Reinforcement learning is one of the three basic paradigms of machine learning, which is a specific branch of artificial intelligence (AI) and computer science. It is focused on using data and algorithms to imitate human learning and gradually improve accuracy. In addition to reinforcement learning, the other basic paradigms of machine learning include supervised and unsupervised learning. While all three share some similarities, they are also all unique.

Supervised learning is a type of machine learning that relies on labeled datasets. Developers use these datasets to program algorithms to carry out tasks like accurately predicting outcomes or classifying data. With the aid of labeled datasets, an algorithm can carefully monitor its accuracy and gradually learn. This “learning” arises as the algorithm makes predictions about data and adjusts for the correct answer.

Unsupervised learning is a form of machine learning in which an algorithm is used to analyze and cluster various unlabeled data. The algorithms used in unsupervised learning can discover hidden patterns in data without any intervention on the part of human operators. Unlike supervised learning, unsupervised learning does not rely on the use of labeled datasets. In other words, algorithms with unsupervised learning models do the work on their own instead of being guided by a developer.

Reinforcement learning bears some similarities to both supervised and unsupervised learning. Like unsupervised learning, reinforcement does not require the use of specifically labeled data. On the other hand, somewhat akin to supervised learning, it involves the use of a preprogrammed feedback system of rewards and punishments that allows an agent to determine the best course of action as it navigates its environment. As a result of all this, reinforcement learning can to some degree be regarded as a machine learning paradigm that bridges the gap between supervised and unsupervised learning. At the same time, it also serves as a unique alternative to the other two common paradigms offering another potential approach to machine learning that could be utilized for various distinct purposes.

Overview

Reinforcement learning is a machine learning paradigm in which developers create and implement a feedback system that includes rewards for desired behaviors and punishments for undesired behaviors. As part of this method, developers specifically assign positive values to actions they want to encourage the agent to use and negative values to actions they want the agent to avoid. Armed with this basic information, the agent is empowered to seek out both long-term and maximum possible rewards as the optimal solution to a given challenge. As it explores its environment over time, the agent learns to seek positive actions and avoid negative actions.

The underlying principle of reinforcement learning is the Markov decision process, which was named after and based on the work of late nineteenth and early twentieth century Russian mathematician Andrey Markov. In the Markov decision process, an agent exists in a specific state within an environment and is required to choose the best possible option among the different actions that it can potentially perform in its given state. Additional potential actions are offered as a reward for the correct choice. Should it make the correct choice, the rewarded actions are made available to the agent when it enters its next state. As this process plays out over time, the agent’s cumulative reward is the sum of all the rewards it receives based on the positive actions it chooses along the way.

Reinforcement learning has certain advantages and disadvantages as a machine learning paradigm.
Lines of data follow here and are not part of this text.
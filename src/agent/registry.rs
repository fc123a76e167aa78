//! Registry of exposed management objects.
//!
//! A two-level mapping: context name to OID string to registered object.
//! Identity is the `(context, OID string)` pair; re-registering the same
//! pair overwrites (last registration wins). Populated only while the
//! agent is in the registration phase - the agent checks that before
//! anything reaches this module.

use std::collections::BTreeMap;
use std::sync::Arc;

use parking_lot::Mutex;

use crate::engine::RegistrationHandle;
use crate::scalar::Scalar;
use crate::table::{Table, TableSnapshot};
use crate::value::Value;

/// A registered object, scalar or table.
#[derive(Clone)]
pub enum RegisteredObject {
    Scalar(Arc<Scalar>),
    Table(Arc<Table>),
}

impl RegisteredObject {
    /// Kind name as reported by [`registered`](crate::agent::Agent::registered):
    /// the scalar's value kind, or `"Table"`.
    pub fn kind_name(&self) -> &'static str {
        match self {
            Self::Scalar(scalar) => scalar.kind().name(),
            Self::Table(_) => "Table",
        }
    }

    /// Externalized value: the scalar's current value, or the table's
    /// full row/column dump.
    pub fn export(&self) -> ObjectExport {
        match self {
            Self::Scalar(scalar) => ObjectExport::Scalar(scalar.get()),
            Self::Table(table) => ObjectExport::Table(table.snapshot()),
        }
    }
}

/// Externalized value of a registered object.
#[derive(Debug, Clone, PartialEq)]
pub enum ObjectExport {
    Scalar(Value),
    Table(TableSnapshot),
}

/// One entry of a registry listing.
#[derive(Debug, Clone, PartialEq)]
pub struct RegisteredEntry {
    /// Kind name (`"Integer32"`, `"OctetString"`, ..., or `"Table"`).
    pub kind: &'static str,
    /// Externalized value.
    pub value: ObjectExport,
}

struct Registration {
    object: RegisteredObject,
    #[allow(dead_code)] // kept for future unregistration support
    handle: RegistrationHandle,
}

pub(crate) struct ObjectRegistry {
    objects: Mutex<BTreeMap<String, BTreeMap<String, Registration>>>,
}

impl ObjectRegistry {
    pub(crate) fn new() -> Self {
        Self {
            objects: Mutex::new(BTreeMap::new()),
        }
    }

    pub(crate) fn insert(
        &self,
        context: &str,
        oidstr: &str,
        object: RegisteredObject,
        handle: RegistrationHandle,
    ) {
        self.objects
            .lock()
            .entry(context.to_string())
            .or_default()
            .insert(oidstr.to_string(), Registration { object, handle });
    }

    pub(crate) fn contexts(&self) -> Vec<String> {
        self.objects.lock().keys().cloned().collect()
    }

    pub(crate) fn registered(&self, context: &str) -> BTreeMap<String, RegisteredEntry> {
        self.objects
            .lock()
            .get(context)
            .map(|entries| {
                entries
                    .iter()
                    .map(|(oidstr, registration)| {
                        (
                            oidstr.clone(),
                            RegisteredEntry {
                                kind: registration.object.kind_name(),
                                value: registration.object.export(),
                            },
                        )
                    })
                    .collect()
            })
            .unwrap_or_default()
    }
}
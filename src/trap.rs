//! Outbound notification composition.
//!
//! A trap's variable list has a fixed shape: optionally the sender's
//! uptime, then the notification identity (`snmpTrapOID.0` carrying the
//! trap OID as a value), then the payload varbinds in the order they
//! were added. [`TrapBuilder`] assembles that list and hands it to the
//! engine's trap primitive; a context string turns the v2-style trap
//! into a v3-style one.

use crate::agent::Agent;
use crate::error::Result;
use crate::oid::Oid;
use crate::value::Value;
use crate::varbind::VarBind;

/// `SNMPv2-MIB::sysUpTime.0`
const SYS_UPTIME_INSTANCE: &[u32] = &[1, 3, 6, 1, 2, 1, 1, 3, 0];

/// `SNMPv2-MIB::snmpTrapOID.0`
const SNMP_TRAP_OID_INSTANCE: &[u32] = &[1, 3, 6, 1, 6, 3, 1, 1, 4, 1, 0];

/// Builder for an outbound notification.
///
/// Created via [`Agent::trap`](crate::agent::Agent::trap).
pub struct TrapBuilder<'a> {
    agent: &'a Agent,
    oidstr: String,
    uptime: Option<u32>,
    entries: Vec<(String, Value)>,
    context: Option<String>,
}

impl<'a> TrapBuilder<'a> {
    pub(crate) fn new(agent: &'a Agent, oidstr: String) -> Self {
        Self {
            agent,
            oidstr,
            uptime: None,
            entries: Vec::new(),
            context: None,
        }
    }

    /// Override the uptime varbind. Without this the engine supplies
    /// the agent's own uptime.
    pub fn uptime(mut self, ticks: u32) -> Self {
        self.uptime = Some(ticks);
        self
    }

    /// Append a payload varbind.
    pub fn varbind(mut self, oidstr: impl Into<String>, value: Value) -> Self {
        self.entries.push((oidstr.into(), value));
        self
    }

    /// Send within the given context (v3-style).
    pub fn context(mut self, context: impl Into<String>) -> Self {
        self.context = Some(context.into());
        self
    }

    /// Resolve all OIDs, assemble the variable list, and send.
    pub fn send(self) -> Result<()> {
        let trap_oid = self.agent.parse_oid(&self.oidstr)?;

        let mut varbinds = Vec::with_capacity(self.entries.len() + 2);
        if let Some(ticks) = self.uptime {
            varbinds.push(VarBind::new(
                Oid::from_slice(SYS_UPTIME_INSTANCE),
                Value::TimeTicks(ticks),
            ));
        }
        varbinds.push(VarBind::new(
            Oid::from_slice(SNMP_TRAP_OID_INSTANCE),
            Value::ObjectIdentifier(trap_oid),
        ));
        for (oidstr, value) in self.entries {
            varbinds.push(VarBind::new(self.agent.parse_oid(&oidstr)?, value));
        }

        self.agent
            .engine()
            .send_trap(&varbinds, self.context.as_deref())
    }
}
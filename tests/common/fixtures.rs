//! A scripted in-memory master engine and MIB resolver.
//!
//! `MockEngine` records every call the core makes and replays a
//! connect-time event script through the subscribed callbacks, which is
//! how the connection state machine is driven in tests. The log message
//! texts mirror what the real integrated engine emits; they are an
//! external contract that could change with the engine's version.

use std::collections::BTreeMap;
use std::sync::Arc;
use std::sync::atomic::{AtomicU64, Ordering};

use parking_lot::Mutex;

use subagent::engine::{
    AccessMode, BoxFuture, EngineConfig, LifecycleCallback, LifecycleEvent, LogCallback,
    LogSeverity, MasterEngine, MibResolver, ProcessOutcome, RegistrationHandle,
    ScalarRegistration, SchemaHandle, TableRegistration,
};
use subagent::error::{Error, Result};
use subagent::oid::Oid;
use subagent::table::{ColumnDef, Table};
use subagent::value::ValueKind;
use subagent::varbind::VarBind;
use subagent::{Agent, oid};

/// Connection-failure line as the engine logs it.
pub const CONNECT_FAIL_MSG: &str = "Failed to connect to the agentx master agent ([NIL]):";
/// Connect line as the engine logs it.
pub const CONNECTED_MSG: &str = "AgentX subagent connected";
/// Disconnect line as the engine logs it.
pub const DISCONNECTED_MSG: &str = "AgentX master disconnected us, reconnecting";

/// One scripted event emitted while `open_master_session` runs.
#[derive(Clone, Copy)]
pub enum ConnectEvent {
    Log(LogSeverity, &'static str),
    IndexStop,
}

#[derive(Default)]
pub struct MockEngine {
    log_callback: Mutex<Option<LogCallback>>,
    lifecycle_callback: Mutex<Option<LifecycleCallback>>,
    connect_script: Mutex<Vec<ConnectEvent>>,
    next_handle: AtomicU64,

    pub configs: Mutex<Vec<EngineConfig>>,
    pub inits: Mutex<Vec<String>>,
    pub opens: Mutex<Vec<String>>,
    pub scalars: Mutex<Vec<(String, String)>>,
    pub schemas: Mutex<Vec<(SchemaHandle, String, Vec<ValueKind>)>>,
    pub columns: Mutex<Vec<(SchemaHandle, u32, ValueKind)>>,
    pub tables: Mutex<Vec<(String, String, AccessMode, Arc<Table>)>>,
    pub traps: Mutex<Vec<(Vec<VarBind>, Option<String>)>>,
    pub easy_traps: Mutex<Vec<(i32, i32)>>,
    pub shutdowns: Mutex<Vec<String>>,
    /// When set, the next registration-style call fails with this code.
    pub fail_next: Mutex<Option<i32>>,
}

impl MockEngine {
    pub fn new() -> Arc<Self> {
        Arc::new(Self::default())
    }

    /// Engine whose `open_master_session` replays the given events.
    pub fn with_connect_script(script: Vec<ConnectEvent>) -> Arc<Self> {
        let engine = Self::default();
        *engine.connect_script.lock() = script;
        Arc::new(engine)
    }

    /// Deliver a diagnostic line to the subscribed log callback.
    pub fn emit_log(&self, severity: LogSeverity, message: &str) {
        if let Some(callback) = self.log_callback.lock().as_ref() {
            callback(severity, message);
        }
    }

    /// Deliver the index-stop signal to the lifecycle callback.
    pub fn emit_index_stop(&self) {
        if let Some(callback) = self.lifecycle_callback.lock().as_ref() {
            callback(LifecycleEvent::IndexStop);
        }
    }

    fn check_fail(&self, operation: &'static str) -> Result<()> {
        if let Some(code) = self.fail_next.lock().take() {
            return Err(Error::operation(operation, code));
        }
        Ok(())
    }

    fn handle(&self) -> u64 {
        self.next_handle.fetch_add(1, Ordering::SeqCst) + 1
    }
}

impl MasterEngine for MockEngine {
    fn configure(&self, config: &EngineConfig) -> Result<()> {
        self.configs.lock().push(config.clone());
        Ok(())
    }

    fn init(&self, name: &str) -> Result<()> {
        self.inits.lock().push(name.to_string());
        Ok(())
    }

    fn subscribe_log(&self, callback: LogCallback) -> Result<()> {
        *self.log_callback.lock() = Some(callback);
        Ok(())
    }

    fn subscribe_lifecycle(&self, callback: LifecycleCallback) -> Result<()> {
        *self.lifecycle_callback.lock() = Some(callback);
        Ok(())
    }

    fn open_master_session<'a>(&'a self, name: &'a str) -> BoxFuture<'a, Result<()>> {
        Box::pin(async move {
            self.opens.lock().push(name.to_string());
            let script: Vec<ConnectEvent> = std::mem::take(&mut *self.connect_script.lock());
            for event in script {
                match event {
                    ConnectEvent::Log(severity, message) => self.emit_log(severity, message),
                    ConnectEvent::IndexStop => self.emit_index_stop(),
                }
            }
            Ok(())
        })
    }

    fn register_scalar(&self, registration: ScalarRegistration) -> Result<RegistrationHandle> {
        self.check_fail("netsnmp_register_watched_scalar")?;
        self.scalars
            .lock()
            .push((registration.context.clone(), registration.oidstr.clone()));
        Ok(RegistrationHandle(self.handle()))
    }

    fn create_table_schema(&self, name: &str, index_kinds: &[ValueKind]) -> Result<SchemaHandle> {
        self.check_fail("netsnmp_create_table_data_set")?;
        let handle = SchemaHandle(self.handle());
        self.schemas
            .lock()
            .push((handle, name.to_string(), index_kinds.to_vec()));
        Ok(handle)
    }

    fn add_default_column(&self, schema: SchemaHandle, column: &ColumnDef) -> Result<()> {
        self.check_fail("netsnmp_table_set_add_default_row")?;
        self.columns
            .lock()
            .push((schema, column.number, column.kind()));
        Ok(())
    }

    fn register_table(
        &self,
        _schema: SchemaHandle,
        registration: TableRegistration,
    ) -> Result<RegistrationHandle> {
        self.check_fail("netsnmp_register_table_data_set")?;
        self.tables.lock().push((
            registration.context.clone(),
            registration.oidstr.clone(),
            registration.access,
            Arc::clone(&registration.table),
        ));
        Ok(RegistrationHandle(self.handle()))
    }

    fn process_once<'a>(&'a self, blocking: bool) -> BoxFuture<'a, Result<ProcessOutcome>> {
        Box::pin(async move {
            Ok(if blocking {
                ProcessOutcome::Processed
            } else {
                ProcessOutcome::Idle
            })
        })
    }

    fn send_trap(&self, varbinds: &[VarBind], context: Option<&str>) -> Result<()> {
        self.check_fail("snmp_add_var")?;
        self.traps
            .lock()
            .push((varbinds.to_vec(), context.map(str::to_string)));
        Ok(())
    }

    fn send_easy_trap(&self, generic: i32, specific: i32) -> Result<()> {
        self.easy_traps.lock().push((generic, specific));
        Ok(())
    }

    fn shutdown(&self, name: &str) -> Result<()> {
        self.shutdowns.lock().push(name.to_string());
        Ok(())
    }
}

/// Resolver with a small fixed symbol table plus numeric fallback
/// (tolerating a leading dot, as a MIB-aware parser does).
pub struct MockResolver {
    symbols: Mutex<BTreeMap<String, Oid>>,
    pub loaded: Mutex<Vec<String>>,
}

impl MockResolver {
    pub fn new() -> Arc<Self> {
        let resolver = Self {
            symbols: Mutex::new(BTreeMap::new()),
            loaded: Mutex::new(Vec::new()),
        };
        resolver.define("TEST-MIB::testScalar.0", oid!(1, 3, 6, 1, 4, 1, 8072, 1, 0));
        resolver.define("TEST-MIB::testTable", oid!(1, 3, 6, 1, 4, 1, 8072, 2));
        resolver.define(
            "TEST-MIB::testNotification",
            oid!(1, 3, 6, 1, 4, 1, 8072, 9999),
        );
        Arc::new(resolver)
    }

    pub fn define(&self, name: &str, oid: Oid) {
        self.symbols.lock().insert(name.to_string(), oid);
    }
}

impl MibResolver for MockResolver {
    fn resolve(&self, text: &str) -> Option<Oid> {
        if let Some(oid) = self.symbols.lock().get(text) {
            return Some(oid.clone());
        }
        let numeric = text.strip_prefix('.').unwrap_or(text);
        numeric
            .split('.')
            .map(|component| component.parse::<u32>().ok())
            .collect::<Option<Vec<u32>>>()
            .map(|arcs| Oid::from_slice(&arcs))
    }

    fn load_module(&self, path: &str) -> Result<()> {
        self.loaded.lock().push(path.to_string());
        Ok(())
    }
}

/// An agent over the given engine with the standard test configuration.
pub fn test_agent(engine: Arc<MockEngine>) -> Agent {
    Agent::builder(engine)
        .name("test-agent")
        .master_socket("tcp:localhost:705")
        .resolver(MockResolver::new())
        .build()
        .expect("agent build")
}
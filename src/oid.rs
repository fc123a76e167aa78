//! Object identifier type and parsing.
//!
//! An [`Oid`] is an ordered sequence of unsigned 32-bit arcs, bounded by
//! [`MAX_OID_LEN`]. OIDs compare lexicographically, which is the ordering
//! management tooling relies on for row traversal.
//!
//! String-to-OID conversion goes through [`OidCodec`], which supports two
//! modes: symbolic resolution through a [`MibResolver`](crate::engine::MibResolver)
//! (mixed symbol/numeric text such as `MY-MIB::myTable`), and numeric-only
//! parsing of dotted-decimal text.

use smallvec::SmallVec;
use std::sync::Arc;

use crate::engine::MibResolver;
use crate::error::{Error, OidErrorKind, Result};

/// Maximum number of arcs in an OID (net-snmp's `MAX_OID_LEN`).
pub const MAX_OID_LEN: usize = 128;

/// Object identifier - an ordered sequence of unsigned integer arcs.
#[derive(Clone, Default, PartialEq, Eq, PartialOrd, Ord, Hash)]
pub struct Oid {
    arcs: SmallVec<[u32; 16]>,
}

impl Oid {
    /// Create an OID from a slice of arcs.
    pub fn from_slice(arcs: &[u32]) -> Self {
        Self {
            arcs: SmallVec::from_slice(arcs),
        }
    }

    /// The arcs of this OID.
    pub fn arcs(&self) -> &[u32] {
        &self.arcs
    }

    /// Number of arcs.
    pub fn len(&self) -> usize {
        self.arcs.len()
    }

    /// Returns `true` if the OID has no arcs.
    pub fn is_empty(&self) -> bool {
        self.arcs.is_empty()
    }

    /// Append a single arc.
    pub fn push(&mut self, arc: u32) {
        self.arcs.push(arc);
    }

    /// Returns `true` if this OID starts with the given prefix.
    pub fn starts_with(&self, prefix: &Oid) -> bool {
        self.arcs.starts_with(&prefix.arcs)
    }

    /// Return a new OID with the given arcs appended.
    pub fn concat(&self, suffix: &[u32]) -> Oid {
        let mut arcs = self.arcs.clone();
        arcs.extend_from_slice(suffix);
        Oid { arcs }
    }
}

impl std::fmt::Display for Oid {
    fn fmt(&self, f: &mut std::fmt::Formatter<'_>) -> std::fmt::Result {
        let mut first = true;
        for arc in &self.arcs {
            if !first {
                write!(f, ".")?;
            }
            write!(f, "{}", arc)?;
            first = false;
        }
        Ok(())
    }
}

// Debug renders the dotted form; the raw arc list adds nothing over it.
impl std::fmt::Debug for Oid {
    fn fmt(&self, f: &mut std::fmt::Formatter<'_>) -> std::fmt::Result {
        write!(f, "Oid({})", self)
    }
}

impl From<&[u32]> for Oid {
    fn from(arcs: &[u32]) -> Self {
        Oid::from_slice(arcs)
    }
}

/// Construct an [`Oid`] from a comma-separated list of arcs.
///
/// ```rust
/// use subagent::oid;
///
/// let oid = oid!(1, 3, 6, 1, 4, 1);
/// assert_eq!(oid.to_string(), "1.3.6.1.4.1");
/// ```
#[macro_export]
macro_rules! oid {
    ($($arc:expr),+ $(,)?) => {
        $crate::oid::Oid::from_slice(&[$($arc),+])
    };
}

/// String-to-OID converter with symbolic and numeric-only modes.
///
/// In symbolic mode, dotted-and-named component text is resolved through
/// the configured [`MibResolver`](crate::engine::MibResolver). In
/// numeric-only mode the text is split on `.` and every component must
/// parse as a non-negative integer.
///
/// ```rust
/// use subagent::oid::OidCodec;
///
/// let codec = OidCodec::numeric();
/// let oid = codec.parse("1.3.6.1.2.1.1.3.0").unwrap();
/// assert_eq!(oid.to_string(), "1.3.6.1.2.1.1.3.0");
/// assert!(codec.parse("1.3.six").is_err());
/// ```
#[derive(Clone)]
pub struct OidCodec {
    resolver: Option<Arc<dyn MibResolver>>,
}

impl OidCodec {
    /// Numeric-only codec: no MIB resolution, dotted-decimal text only.
    pub fn numeric() -> Self {
        Self { resolver: None }
    }

    /// Symbolic codec resolving text through the given resolver.
    pub fn symbolic(resolver: Arc<dyn MibResolver>) -> Self {
        Self {
            resolver: Some(resolver),
        }
    }

    /// Returns `true` if this codec resolves symbolic names.
    pub fn is_symbolic(&self) -> bool {
        self.resolver.is_some()
    }

    /// Parse an OID string.
    pub fn parse(&self, text: &str) -> Result<Oid> {
        if text.is_empty() {
            return Err(Error::invalid_oid(text, OidErrorKind::Empty));
        }

        let oid = match &self.resolver {
            Some(resolver) => resolver
                .resolve(text)
                .ok_or_else(|| Error::invalid_oid(text, OidErrorKind::Unresolved))?,
            None => {
                let mut arcs: SmallVec<[u32; 16]> = SmallVec::new();
                for component in text.split('.') {
                    let arc = component
                        .parse::<u32>()
                        .map_err(|_| Error::invalid_oid(text, OidErrorKind::InvalidComponent))?;
                    arcs.push(arc);
                }
                Oid { arcs }
            }
        };

        if oid.len() > MAX_OID_LEN {
            return Err(Error::invalid_oid(
                text,
                OidErrorKind::TooManyArcs {
                    count: oid.len(),
                    max: MAX_OID_LEN,
                },
            ));
        }
        Ok(oid)
    }
}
Perhaps the most important advantage of reinforcement learning is that it makes it easier for agents to focus on big picture problems. Unlike other approaches to machine learning that are primarily aimed at ensuring the successful execution of specific subtasks, reinforcement learning is designed to directly maximize long-term benefits. Reinforcement learning is also advantageous because training data comes from the agent’s experience and therefore does not need to be separately fed to the algorithm. A final advantage of reinforcement learning works particularly well in dynamic, changing environments. On the other side of the coin, reinforcement learning can be disadvantageous in that it requires a great deal of agent experience and may make it more difficult and time-consuming for agents to reach the optimal solution because it prioritizes long-term goals over short-term goals. Another challenge with reinforcement learning is it may be difficult for observers to accurately interpret an agent’s actions since the agent acts independently based on its own experience.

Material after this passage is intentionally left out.